On Sept. 28, 1959, Henry Aaron saw the future. The Milwaukee Braves, the two-time defending National League pennant winners, played host to the Los Angeles Dodgers in Game 1 of a best-of-three playoff series to determine who would meet the Chicago White Sox in the World Series.
In Wisconsin, the Braves' story is legendary. The team moved from Boston after the 1952 season and became perhaps the greatest comet in major league history. The franchise was an immediate powerhouse, both financially and in the standings. In 1954, the Braves were in the pennant race until Aaron, then a rookie, broke his ankle in Cincinnati in early September. In 1956, they lost to the Dodgers on the final weekend of the season. They won the World Series in 1957, and took a three games-to-one lead in the '58 Series before losing to the Yankees in seven games.
Milwaukee was the first team to break the 2 million mark in attendance and -- competing with megacities New York, Los Angeles and Chicago -- led the league in attendance for six consecutive years. The Braves ushered in the modern era of stadium economics: parking, concessions and the attitude that teams play in markets rather than cities.
Then, in late September 1959, the Braves of Aaron, Eddie Mathews and Warren Spahn (all future Hall of Famers) were poised to head to the Series for a third straight season. But when Aaron and the others looked around Milwaukee County Stadium that day, they saw more empty seats than die-hard fans. Only 18,297 showed up. Aaron, looking at the paltry attendance for the most important game of the year, has always pointed to that day as the beginning of the end of the Braves in Milwaukee.
The rest of the story is also legendary: The Braves led in each of the first two playoff games with the Dodgers, but lost them both. Milwaukee never contended again; by 1966, the team was gone, playing in Atlanta.
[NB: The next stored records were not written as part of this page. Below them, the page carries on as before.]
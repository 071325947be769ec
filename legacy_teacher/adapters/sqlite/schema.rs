use rusqlite::Connection;

use crate::types::error::EddieError;

pub fn initialize_schema(conn: &Connection) -> Result<(), EddieError> {
    conn.execute_batch("
        -- Minimal account reference for FK integrity.
        -- Full account data lives in the Config DB (connection_configs table).
        -- The id is the email address (matching Config DB's account_id).
        CREATE TABLE IF NOT EXISTS accounts (
            id              TEXT PRIMARY KEY,   -- email address (matches Config DB account_id)
            email           TEXT NOT NULL UNIQUE,
            created_at      INTEGER NOT NULL    -- unix epoch ms
        );

        -- Raw message store (cache of IMAP data)
        CREATE TABLE IF NOT EXISTS messages (
            id              TEXT PRIMARY KEY,   -- UUID
            account_id      TEXT NOT NULL REFERENCES accounts(id) ON DELETE CASCADE,
            message_id      TEXT NOT NULL,      -- RFC 5322 Message-ID header
            imap_uid        INTEGER NOT NULL,
            imap_folder     TEXT NOT NULL,
            date            INTEGER NOT NULL,   -- unix epoch ms
            from_address    TEXT NOT NULL,
            from_name       TEXT,
            to_addresses    TEXT NOT NULL,      -- JSON array
            cc_addresses    TEXT DEFAULT '[]',  -- JSON array
            bcc_addresses   TEXT DEFAULT '[]',  -- JSON array
            subject         TEXT,
            body_text       TEXT,               -- plain text body
            body_html       TEXT,               -- HTML body (stored for full-view)
            size_bytes      INTEGER,
            has_attachments  INTEGER DEFAULT 0,

            in_reply_to     TEXT,               -- Message-ID of parent
            references_ids  TEXT DEFAULT '[]',  -- JSON array of Message-IDs
            participant_changes TEXT,           -- JSON: {added: [...], removed: [...]}

            -- Sync metadata
            imap_flags      TEXT DEFAULT '[]',  -- JSON array (\\Seen, \\Flagged, etc.)
            fetched_at      INTEGER NOT NULL,

            -- Processing outputs (also written back as IMAP keywords when possible)
            classification  TEXT,               -- 'chat' | 'newsletter' | 'promotion' | 'update' | 'transactional'
            is_important    INTEGER DEFAULT 0,
            distilled_text  TEXT,               -- short chat-style extract
            processed_at    INTEGER,            -- NULL until processed

            -- Conversation assignment
            participant_key TEXT NOT NULL,       -- sorted, normalised participant list (excl. self)
            conversation_id TEXT NOT NULL,       -- hash(participant_key)

            UNIQUE(account_id, imap_folder, imap_uid)
        );

        CREATE INDEX IF NOT EXISTS idx_messages_conversation   ON messages(conversation_id, date DESC);
        CREATE INDEX IF NOT EXISTS idx_messages_date           ON messages(account_id, date DESC);
        CREATE INDEX IF NOT EXISTS idx_messages_classification ON messages(classification);
        CREATE INDEX IF NOT EXISTS idx_messages_from           ON messages(from_address);
        CREATE INDEX IF NOT EXISTS idx_messages_message_id     ON messages(message_id);

        -- Conversations (derived / materialised)
        CREATE TABLE IF NOT EXISTS conversations (
            id                  TEXT PRIMARY KEY,   -- hash(participant_key)
            account_id          TEXT NOT NULL REFERENCES accounts(id) ON DELETE CASCADE,
            participant_key     TEXT NOT NULL,
            participant_names   TEXT,               -- JSON object { email: display_name }
            classification      TEXT NOT NULL,      -- 'connections' | 'others' | 'important'
            last_message_date   INTEGER NOT NULL,
            last_message_preview TEXT,
            unread_count        INTEGER DEFAULT 0,
            total_count         INTEGER DEFAULT 0,
            is_muted            INTEGER DEFAULT 0,
            is_pinned           INTEGER DEFAULT 0,
            is_important        INTEGER DEFAULT 0,
            updated_at          INTEGER NOT NULL
        );

        CREATE INDEX IF NOT EXISTS idx_conversations_class ON conversations(account_id, classification, last_message_date DESC);
        CREATE INDEX IF NOT EXISTS idx_conversations_date  ON conversations(account_id, last_message_date DESC);

        -- Trust network
        CREATE TABLE IF NOT EXISTS entities (
            id              TEXT PRIMARY KEY,   -- UUID
            account_id      TEXT NOT NULL REFERENCES accounts(id) ON DELETE CASCADE,
            email           TEXT NOT NULL,
            display_name    TEXT,
            trust_level     TEXT NOT NULL,      -- 'user' | 'alias' | 'contact' | 'connection'
            source          TEXT,               -- 'carddav' | 'sent_scan' | 'manual'
            first_seen      INTEGER NOT NULL,
            last_seen       INTEGER,
            metadata        TEXT DEFAULT '{}',  -- JSON blob for CardDAV vCard fields etc.

            UNIQUE(account_id, email)
        );

        CREATE INDEX IF NOT EXISTS idx_entities_trust ON entities(account_id, trust_level);
        CREATE INDEX IF NOT EXISTS idx_entities_email ON entities(email);

        -- Action queue for optimistic updates
        CREATE TABLE IF NOT EXISTS action_queue (
            id              TEXT PRIMARY KEY,   -- UUID
            account_id      TEXT NOT NULL REFERENCES accounts(id) ON DELETE CASCADE,
            action_type     TEXT NOT NULL,      -- 'mark_read' | 'archive' | 'delete' | 'move' | 'flag' | 'send' | 'mute' | 'pin'
            payload         TEXT NOT NULL,      -- JSON
            status          TEXT NOT NULL DEFAULT 'pending',  -- 'pending' | 'in_progress' | 'completed' | 'failed'
            retry_count     INTEGER DEFAULT 0,
            max_retries     INTEGER DEFAULT 3,
            created_at      INTEGER NOT NULL,
            completed_at    INTEGER,
            error           TEXT
        );

        CREATE INDEX IF NOT EXISTS idx_action_queue_status ON action_queue(status, created_at);

        -- Cross-device sync object version tracking
        CREATE TABLE IF NOT EXISTS sync_state (
            account_id      TEXT PRIMARY KEY REFERENCES accounts(id) ON DELETE CASCADE,
            draft_uid       INTEGER,            -- IMAP UID of the sync-object draft
            draft_version   INTEGER DEFAULT 0,
            last_pushed     INTEGER,            -- epoch ms
            last_pulled     INTEGER             -- epoch ms
        );

        -- Per-folder IMAP sync cursors
        CREATE TABLE IF NOT EXISTS folder_sync (
            account_id    TEXT NOT NULL REFERENCES accounts(id) ON DELETE CASCADE,
            folder        TEXT NOT NULL,
            uid_validity  INTEGER NOT NULL DEFAULT 0,
            -- For incremental sync after onboarding
            highest_uid   INTEGER DEFAULT 0,
            -- The cursor for backwards historical fetch, during onboarding
            lowest_uid    INTEGER DEFAULT 0,
            sync_status   TEXT DEFAULT 'pending',
            last_sync     INTEGER,
            PRIMARY KEY (account_id, folder)
        );

        CREATE TABLE IF NOT EXISTS onboarding_tasks (
            account_id  TEXT NOT NULL REFERENCES accounts(id) ON DELETE CASCADE,
            task        TEXT NOT NULL,
            status      TEXT NOT NULL DEFAULT 'pending',
            cursor      TEXT,
            updated_at  INTEGER,
            PRIMARY KEY (account_id, task)
        );
    ")?;

    Ok(())
}
//! Account management Tauri commands
//!
//! Commands for listing, checking, and removing email accounts.

use tracing::info;

use crate::config::{AuthConfig, ImapConfig, SmtpConfig};
use crate::sync::db::{
    delete_connection_config, get_active_connection_config, get_all_connection_configs,
    get_connection_config, init_config_db,
};
use crate::types::{Account, AccountDetails, EddieError};

/// List all configured accounts
#[tauri::command]
pub async fn list_accounts() -> Result<Vec<Account>, EddieError> {
    info!("Listing accounts");

    init_config_db()?;
    let configs = get_all_connection_configs()?;
    let active_config = get_active_connection_config()?;
    let active_id = active_config.map(|c| c.account_id);

    Ok(configs
        .into_iter()
        .map(|config| Account {
            name: config.account_id.clone(),
            is_default: Some(&config.account_id) == active_id.as_ref(),
            backend: if config.imap_config.is_some() {
                "imap".to_string()
            } else {
                "unknown".to_string()
            },
        })
        .collect())
}

/// Get the default account name
#[tauri::command]
pub async fn get_default_account() -> Result<Option<String>, EddieError> {
    info!("Getting default account");

    init_config_db()?;
    let active_config = get_active_connection_config()?;
    Ok(active_config.map(|c| c.account_id))
}

/// Check if an account exists
#[tauri::command]
pub async fn account_exists(name: String) -> Result<bool, EddieError> {
    info!("Checking if account exists: {}", name);

    init_config_db()?;
    let config = get_connection_config(&name)?;
    Ok(config.is_some())
}

/// Remove an account from the configuration
#[tauri::command]
pub async fn remove_account(name: String) -> Result<(), EddieError> {
    info!("Removing account: {}", name);

    init_config_db()?;
    delete_connection_config(&name)?;
    Ok(())
}

/// Get account details for editing
#[tauri::command]
pub async fn get_account_details(name: String) -> Result<AccountDetails, EddieError> {
    info!("Getting account details: {}", name);

    init_config_db()?;
    let db_config = get_connection_config(&name)?
        .ok_or_else(|| EddieError::AccountNotFound(name.clone()))?;

    let imap_config = db_config
        .imap_config
        .as_ref()
        .ok_or_else(|| EddieError::Config("No IMAP configuration found".into()))?;
    let smtp_config = db_config
        .smtp_config
        .as_ref()
        .ok_or_else(|| EddieError::Config("No SMTP configuration found".into()))?;

    let imap: ImapConfig =
        serde_json::from_str(imap_config).map_err(|e| EddieError::Parse(e.to_string()))?;
    let smtp: SmtpConfig =
        serde_json::from_str(smtp_config).map_err(|e| EddieError::Parse(e.to_string()))?;

    let username = match &imap.auth {
        AuthConfig::Password { user, .. } => user.clone(),
        AuthConfig::AppPassword { user } => user.clone(),
    };

    Ok(AccountDetails {
        name: name.clone(),
        email: db_config.email.clone(),
        display_name: db_config.display_name.clone(),
        imap_host: imap.host.clone(),
        imap_port: imap.port,
        imap_tls: imap.tls,
        imap_tls_cert: imap.tls_cert.clone(),
        smtp_host: smtp.host.clone(),
        smtp_port: smtp.port,
        smtp_tls: smtp.tls,
        smtp_tls_cert: smtp.tls_cert.clone(),
        username,
    })
}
The Milwaukee Braves are perhaps baseball's most-forgotten great team.
Carl Crawford, Evan Longoria and Joe Maddon must be wondering if they are witnessing right now what Aaron and the Braves saw that long-ago day in 1959. The Tampa Bay Rays, the worst team in the history of organized baseball during their first decade (no franchise had ever lost 90 games in each of its first 10 seasons of existence), have never been a financial powerhouse or a fan favorite in a region historically dominated by snowbirds, transplants, spring training, retirees and football, but there are similarities to the scene in Milwaukee 50 or so years back. In recent years, the Rays have done everything right. They've drafted smartly. They've developed through the farm system. They've hired well. They've put marketable players on the field.
And barring a seismic collapse this month, they'll make the playoffs again this season and have a chance to go to the World Series for the second time in three years.
And yet Tampa Bay, despite having the second-best record in baseball (a mere game behind the Yankees heading into Thursday's action), is ninth out of 14 American League teams in attendance. When the Rays won the pennant in 2008, Tampa Bay was 12th of 14 in attendance. Teams generally can expect a spike in attendance during the year after an exciting pennant-winning season; but in 2009, the Rays finished 11th. They've never ranked higher than seventh and have never drawn more than 2.5 million fans.
The notion that fans will come out to support winning baseball is not holding with the Rays. And if the franchise cannot attract a fan base now, with one of the most exciting teams in baseball, it is difficult to envision a promising future for baseball in the region, one in which the Rays can sign and retain top players and so remain competitive.
On Monday, Aug.16, the Rays played the Rangers at home, and the matchup featured David Price against Cliff Lee, both of whom are among the top pitchers in the game. It was a possible first-round playoff preview. The Rays were chasing the Yankees and fighting off the Red Sox in the AL East race, and had their ace on the mound.
The announced attendance for Tampa Bay's 6-4 win was 18,319.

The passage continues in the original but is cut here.